My final point, which I would be grateful if the Minister could address, is on the provision of broadband in new developments. I raised the issue in debates on the Digital Economy Bill. It seems mad to me that we are not putting broadband compulsorily into new developments, as we would gas and electricity.
My hon. Friend makes a fine point. When he refers to broadband, is he talking about fibre to cabinet, or fibre to premises? Is not the latter the key future-proof mechanism we need to enable properties to access high-speed broadband?

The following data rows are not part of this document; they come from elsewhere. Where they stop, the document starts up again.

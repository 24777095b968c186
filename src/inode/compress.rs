//! Compress layout (C4): a space-optimised encoding of `Bin` that indirects
//! through a `Dictionary` for repeated step strings and an `OffsetResolver` for
//! in-pack addresses, falling back to direct encodings when either collaborator
//! has nothing to offer.

use crate::dict::{Dictionary, OffsetResolver};
use crate::error::{CoreError, Result};
use crate::hash::{Hash, Key};
use crate::inode::bin::{Bin, BinPtr, BinValue};
use crate::step::{Metadata, Step};
use serde::{Deserialize, Serialize};

/// Steps shorter than this never pay for dictionary indirection.
const MIN_INDIRECT_LEN: usize = 4;

#[derive(Debug, Clone, PartialEq, Eq, Serialize, Deserialize)]
enum Name {
    Indirect(u16),
    Direct(Step),
}

#[derive(Debug, Clone, PartialEq, Eq, Serialize, Deserialize)]
enum Address {
    Indirect(u64),
    Direct(Hash),
}

#[derive(Debug, Clone, PartialEq, Eq, Serialize, Deserialize)]
struct CompressValue {
    address: Address,
    metadata: Metadata,
    is_node: bool,
}

/// The byte-serialisable form actually written to the pack; see
/// `pack::entry::encode_inode`/`decode_inode` for the kind/length framing
/// wrapped around this payload.
#[derive(Debug, Clone, PartialEq, Eq, Serialize, Deserialize)]
pub enum Compress {
    Values(Vec<(Name, CompressValue)>),
    Tree {
        depth: u32,
        length: u64,
        pointers: Vec<(u32, Address)>,
    },
}

impl Compress {
    pub fn to_bytes(&self) -> Result<Vec<u8>> {
        serde_json::to_vec(self).map_err(|_| CoreError::CorruptedEntry {
            offset: 0,
            field: "compress.serialize",
        })
    }

    pub fn from_bytes(bytes: &[u8]) -> Result<Self> {
        serde_json::from_slice(bytes).map_err(|_| CoreError::CorruptedEntry {
            offset: 0,
            field: "compress.deserialize",
        })
    }
}

fn encode_name(step: &Step, dict: &dyn Dictionary) -> Name {
    if step.as_bytes().len() >= MIN_INDIRECT_LEN {
        if let Some(id) = dict.lookup(step.as_bytes()) {
            return Name::Indirect(id);
        }
    }
    Name::Direct(step.clone())
}

fn decode_name(name: &Name, dict: &dyn Dictionary) -> Result<Step> {
    match name {
        Name::Direct(step) => Ok(step.clone()),
        Name::Indirect(id) => dict
            .resolve(*id)
            .map(Step::new)
            .ok_or(CoreError::CorruptedEntry {
                offset: 0,
                field: "compress.name.indirect",
            }),
    }
}

fn encode_address(key: &Key, resolver: &dyn OffsetResolver) -> Address {
    match resolver.offset_of_key(key) {
        Some(offset) => Address::Indirect(offset),
        None => Address::Direct(key.to_hash()),
    }
}

fn decode_address(address: &Address, resolver: &dyn OffsetResolver) -> Result<Key> {
    match address {
        Address::Direct(hash) => Ok(Key::new(*hash)),
        Address::Indirect(offset) => resolver
            .hash_at_offset(*offset)
            .map(Key::new)
            .ok_or(CoreError::CorruptedEntry {
                offset: *offset,
                field: "compress.address.indirect",
            }),
    }
}

/// Encodes a Bin form into Compress, consulting `dict`/`resolver` for the
/// short-path indirections. Both collaborators may be the `Null*` impls.
pub fn compress(bin: &Bin, dict: &dyn Dictionary, resolver: &dyn OffsetResolver) -> Compress {
    match bin {
        Bin::Values(bindings) => {
            let values = bindings
                .iter()
                .map(|(step, value)| {
                    let name = encode_name(step, dict);
                    let compressed = match value {
                        BinValue::Contents(key, metadata) => CompressValue {
                            address: encode_address(key, resolver),
                            metadata: *metadata,
                            is_node: false,
                        },
                        BinValue::Node(key) => CompressValue {
                            address: encode_address(key, resolver),
                            metadata: Metadata::default(),
                            is_node: true,
                        },
                    };
                    (name, compressed)
                })
                .collect();
            Compress::Values(values)
        }
        Bin::Tree {
            depth,
            length,
            pointers,
        } => Compress::Tree {
            depth: *depth,
            length: *length,
            pointers: pointers
                .iter()
                .map(|ptr| (ptr.index, encode_address(&ptr.hash, resolver)))
                .collect(),
        },
    }
}

pub fn decompress(
    compress: &Compress,
    dict: &dyn Dictionary,
    resolver: &dyn OffsetResolver,
) -> Result<Bin> {
    match compress {
        Compress::Values(values) => {
            let mut bindings = Vec::with_capacity(values.len());
            for (name, value) in values {
                let step = decode_name(name, dict)?;
                let key = decode_address(&value.address, resolver)?;
                let bin_value = if value.is_node {
                    BinValue::Node(key)
                } else {
                    BinValue::Contents(key, value.metadata)
                };
                bindings.push((step, bin_value));
            }
            Ok(Bin::Values(bindings))
        }
        Compress::Tree {
            depth,
            length,
            pointers,
        } => {
            let mut out = Vec::with_capacity(pointers.len());
            for (index, address) in pointers {
                let key = decode_address(address, resolver)?;
                out.push(BinPtr {
                    index: *index,
                    hash: key,
                });
            }
            Ok(Bin::Tree {
                depth: *depth,
                length: *length,
                pointers: out,
            })
        }
    }
}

My hon. Friend shows his customary ambition. I agree that we should make developers provide fibre to premises in all developments, particularly large ones. The Government are pumping billions into the housing industry over the next few years—rightly, because we need more houses. That will inflate the housing industry, and there will be a lot more activity and a lot more money to be made. The least developers could do is absorb the cost of putting future-proofed broadband in those houses. If we can get those measures into this great Bill, we will have something that neighbourhoods, particularly in North West Hampshire, will welcome. They will wave aloft the Bill as they hoist the Minister’s portrait in the village hall.